General Idea

Naïve Bayes classification is a popular algorithm for predicting a categorical target variable. When using algorithms to classify observations there are two different sources of information that we can use:

  1. Similarity to other observations based on certain metrics/variables
  2. Past decisions on classifications of observations like it

The first source of information is the common, frequentist approach to modeling. It predicts values of the target variable in each observation based on predictor variable values. Observations with similar predictor variable values will have similar target variable predictions. The second source of information incorporates a Bayesian approach to modeling in addition to the first source of information. This second source of information uses the information that we know about the population as a whole and previous classifications of observations.

This is probably best seen through an example. Imagine we had the scatterplot of data below. In this scatterplot, we have two classes of observations we are trying to predict - red and blue.

Let’s look at that second source of information - previous information about the classification. Overall in our data set, there are twice as many blues as there are reds. These probabilities are called prior probabilities.

Now imagine we had a new observation that we wanted to classify.

If we were to use only our previous information about the data, we would guess this new point is blue because historically we have had more blues than reds in the overall population. However, let’s bring in the first piece of information - looking at observations with similar characteristics.
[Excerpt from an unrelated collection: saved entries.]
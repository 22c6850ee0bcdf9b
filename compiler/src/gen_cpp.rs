use crate::{
    grouping::{Artifact, Declaration},
    source_builder::SourceBuilder,
    types::{Argument, Layer},
    utils::sanitize_result,
    verifier::VECTOR_ID,
};

pub const AUTO_GEN_NOTICE: &str =
    "// File generated by the TL object generator. All changes will be ERASED";

const INCLUDES: [&str; 5] = [
    "#include <optional>",
    "#include <string>",
    "#include <vector>",
    "#include <stdint.h>",
    "#include \"../stream.cpp\"",
];

/// Namespace holding the abstract base classes of `layer`.
fn abstract_prefix(layer: Layer) -> String {
    format!("TL::Type::L{}::", layer)
}

/// Maps a field to its C++ type. Optional wraps first, vector wraps last.
fn map_type(arg: &Argument, prefix: &str) -> String {
    let cpp_type = if arg.is_generic() {
        "Serializable".to_string()
    } else {
        match arg.type_name().unwrap_or_default() {
            "int"           => "int32_t".to_string(),
            "long"          => "int64_t".to_string(),
            "string"        => "std::string".to_string(),
            "bytes"         => "std::vector<uint8_t>".to_string(),
            "Bool" | "true" => "bool".to_string(),
            other           => format!("{}{}", prefix, sanitize_result(other)),
        }
    };

    let cpp_type = if arg.is_flag() {
        format!("std::optional<{}>", cpp_type)
    } else {
        cpp_type
    };

    if arg.is_vector() {
        format!("std::vector<{}>", cpp_type)
    } else {
        cpp_type
    }
}

fn type_and_name(arg: &Argument, prefix: &str) -> String {
    format!("{} {}", map_type(arg, prefix), arg.name())
}

/// Renders one generated file: abstract bases per layer, then one class per
/// declaration inside `TL::L<layer>[::<namespace>]`.
pub fn generate_source(artifact: &Artifact<'_>) -> String {
    let mut b = SourceBuilder::new(4);

    b.writeln(AUTO_GEN_NOTICE);
    for include in INCLUDES {
        b.writeln(include);
    }
    b.blank_line();
    b.writeln("namespace TL {");

    b.writeln("namespace Type {");
    for (layer, abstracts) in &artifact.abstracts {
        b.writeln(&format!("namespace L{} {{", layer));
        for name in abstracts {
            b.writeln(&format!("class {} : public Serializable {{ }};", name));
        }
        b.end_block();
    }
    b.end_block();

    for (layer, namespaces) in &artifact.layers {
        b.writeln(&format!("namespace L{} {{", layer));
        for (namespace, declarations) in namespaces {
            if let Some(ns) = namespace {
                b.writeln(&format!("namespace {} {{", ns));
            }
            for declaration in declarations {
                write_class(declaration, &mut b);
            }
            if namespace.is_some() {
                b.end_block();
            }
        }
        b.end_block();
    }

    b.end_block();
    b.finish()
}

fn write_class(declaration: &Declaration<'_>, b: &mut SourceBuilder) {
    let object = declaration.object;
    let class_name = &declaration.class_name;
    let prefix = abstract_prefix(object.layer());
    let fields = object.data_fields();

    b.writeln(&format!(
        "class {} : public {}{} {{",
        class_name, prefix, declaration.base_name
    ));
    b.writeln_outdented("public:");
    b.writeln(&format!("static const uint32_t CONSTRUCTOR = {:#x};", object.id()));
    b.blank_line();

    for arg in &fields {
        b.writeln(&format!("{};", type_and_name(arg, &prefix)));
    }

    // Flag-gated and inferable fields come last, so callers may leave them out.
    let params: Vec<String> = fields
        .iter()
        .map(|arg| {
            if arg.is_flag() || arg.can_be_inferred() {
                format!("{} = {{}}", type_and_name(arg, &prefix))
            } else {
                type_and_name(arg, &prefix)
            }
        })
        .collect();

    b.blank_line();
    b.writeln(&format!("{}({}) {{", class_name, params.join(", ")));
    for arg in &fields {
        b.writeln(&format!("this->{0} = {0};", arg.name()));
    }
    b.end_block();

    b.writeln("void write(const OutputStream& stream) override {");
    b.writeln(&format!("stream << {}::CONSTRUCTOR;", class_name));
    for arg in &fields {
        if arg.is_vector() {
            if arg.use_vector_id() {
                b.writeln(&format!("stream << {:#x};", VECTOR_ID));
            }
            b.writeln(&format!("stream << static_cast<uint32_t>({}.size());", arg.name()));
            b.writeln(&format!("for (auto const& _x: {}) {{", arg.name()));
            b.writeln("stream << _x;");
            b.end_block();
        } else {
            b.writeln(&format!("stream << {};", arg.name()));
        }
    }
    b.end_block();

    b.writeln("void read(const OutputStream& stream) override {");
    if fields.iter().any(|arg| arg.is_vector()) {
        b.writeln("uint32_t _len, _i;");
    }
    for arg in &fields {
        if arg.is_vector() {
            if arg.use_vector_id() {
                b.writeln("stream >> _i;");
            }
            b.writeln("stream >> _len;");
            b.writeln("for (_i = 0; _i != _len; ++_i) {");
            b.writeln("/* TODO: element deserialization is not generated */");
            b.end_block();
        } else {
            b.writeln(&format!("stream >> {};", arg.name()));
        }
    }
    b.end_block();

    b.end_block_with(";");
}

#[cfg(test)]
mod tests {
    use super::*;
    use crate::grouping::group_objects;
    use crate::parser::parse_declaration;
    use crate::types::Object;

    fn function(line: &str) -> Object {
        parse_declaration(line, 71, true).unwrap()
    }

    fn field_type(line: &str, field: &str) -> String {
        let object = function(line);
        let arg = object
            .arguments()
            .iter()
            .find(|a| a.name() == field)
            .unwrap()
            .clone();
        map_type(&arg, &abstract_prefix(71))
    }

    #[test]
    fn test_map_type() {
        let line = "a x:int y:long s:string b:bytes t:Bool p:InputPeer st:updates.State \
                    v:Vector<long> o:flags.0?int ov:flags.1?vector<InputPeer> flags:# q:!X = X;";
        assert_eq!(field_type(line, "x"), "int32_t");
        assert_eq!(field_type(line, "y"), "int64_t");
        assert_eq!(field_type(line, "s"), "std::string");
        assert_eq!(field_type(line, "b"), "std::vector<uint8_t>");
        assert_eq!(field_type(line, "t"), "bool");
        assert_eq!(field_type(line, "p"), "TL::Type::L71::InputPeer");
        assert_eq!(field_type(line, "st"), "TL::Type::L71::UpdatesState");
        assert_eq!(field_type(line, "v"), "std::vector<int64_t>");
        assert_eq!(field_type(line, "o"), "std::optional<int32_t>");
        assert_eq!(
            field_type(line, "ov"),
            "std::vector<std::optional<TL::Type::L71::InputPeer>>"
        );
        assert_eq!(field_type(line, "q"), "Serializable");
    }

    #[test]
    fn test_generate_class() {
        let objects = vec![function("getUser#fa7de60f id:int = User;")];
        let grouped = group_objects(&objects);
        let source = generate_source(&grouped.functions);

        let expected = "\
namespace TL {
    namespace Type {
        namespace L71 {
            class User : public Serializable { };
        }
    }
    namespace L71 {
        class GetUser : public TL::Type::L71::User {
        public:
            static const uint32_t CONSTRUCTOR = 0xfa7de60f;

            int32_t id;

            GetUser(int32_t id) {
                this->id = id;
            }
            void write(const OutputStream& stream) override {
                stream << GetUser::CONSTRUCTOR;
                stream << id;
            }
            void read(const OutputStream& stream) override {
                stream >> id;
            }
        };
    }
}
";
        assert!(source.starts_with(AUTO_GEN_NOTICE));
        assert!(source.contains("#include \"../stream.cpp\"\n\n"));
        assert!(source.ends_with(expected), "unexpected output:\n{}", source);
    }

    #[test]
    fn test_generate_namespaced_class() {
        let objects = vec![function("updates.getState#edd4882a = updates.State;")];
        let grouped = group_objects(&objects);
        let source = generate_source(&grouped.functions);
        assert!(source.contains("class UpdatesState : public Serializable { };"));
        assert!(source.contains("namespace updates {"));
        assert!(source.contains("class GetState : public TL::Type::L71::UpdatesState {"));
        assert!(source.contains("GetState() {"));
    }

    #[test]
    fn test_constructor_order_and_defaults() {
        let objects = vec![function("send a:int flags:# random_id:long b:flags.0?string = Updates;")];
        let grouped = group_objects(&objects);
        let source = generate_source(&grouped.functions);
        assert!(
            source.contains("Send(int32_t a, int64_t random_id = {}, std::optional<std::string> b = {}) {"),
            "unexpected output:\n{}",
            source
        );
        assert!(!source.contains(" flags;"));
    }

    #[test]
    fn test_random_id_after_flag_has_default() {
        let objects = vec![function("send flags:# silent:flags.0?true random_id:long = Updates;")];
        let grouped = group_objects(&objects);
        let source = generate_source(&grouped.functions);
        assert!(
            source.contains("Send(std::optional<bool> silent = {}, int64_t random_id = {}) {"),
            "unexpected output:\n{}",
            source
        );
    }

    #[test]
    fn test_vector_tagging() {
        let objects = vec![
            function("boxed ids:Vector<long> = BoxedResult;"),
            function("bare ids:vector<long> = BareResult;"),
        ];
        let grouped = group_objects(&objects);
        let source = generate_source(&grouped.functions);

        let boxed = &source[source.find("class Boxed ").unwrap()..];
        let boxed_write = &boxed[boxed.find("void write").unwrap()..boxed.find("void read").unwrap()];
        assert!(boxed_write.contains("stream << 0x1cb5c415;\n"));
        assert!(
            boxed_write.find("0x1cb5c415").unwrap()
                < boxed_write.find("static_cast<uint32_t>(ids.size())").unwrap()
        );
        let boxed_read = &boxed[boxed.find("void read").unwrap()..];
        assert!(boxed_read.contains("stream >> _i;"));
        assert!(boxed_read.contains("/* TODO: element deserialization is not generated */"));

        let bare = &source[source.find("class Bare ").unwrap()..source.find("class Boxed ").unwrap()];
        assert!(!bare.contains("0x1cb5c415"));
        assert!(!bare.contains("stream >> _i;"));
        assert!(bare.contains("stream << static_cast<uint32_t>(ids.size());"));
    }
}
We can define these observations visually, by looking at observations that are narrowly around the point of interest.

If we were only to look at observations that are similar as this new observation (the points in the oval), then we would see that there are 3 times more red observations than blue observations. These probabilities are called conditional probabilities. If we were to only use this information from similar observations in the data, we would guess this new point is red because there are more reds than blues that look like our new data point.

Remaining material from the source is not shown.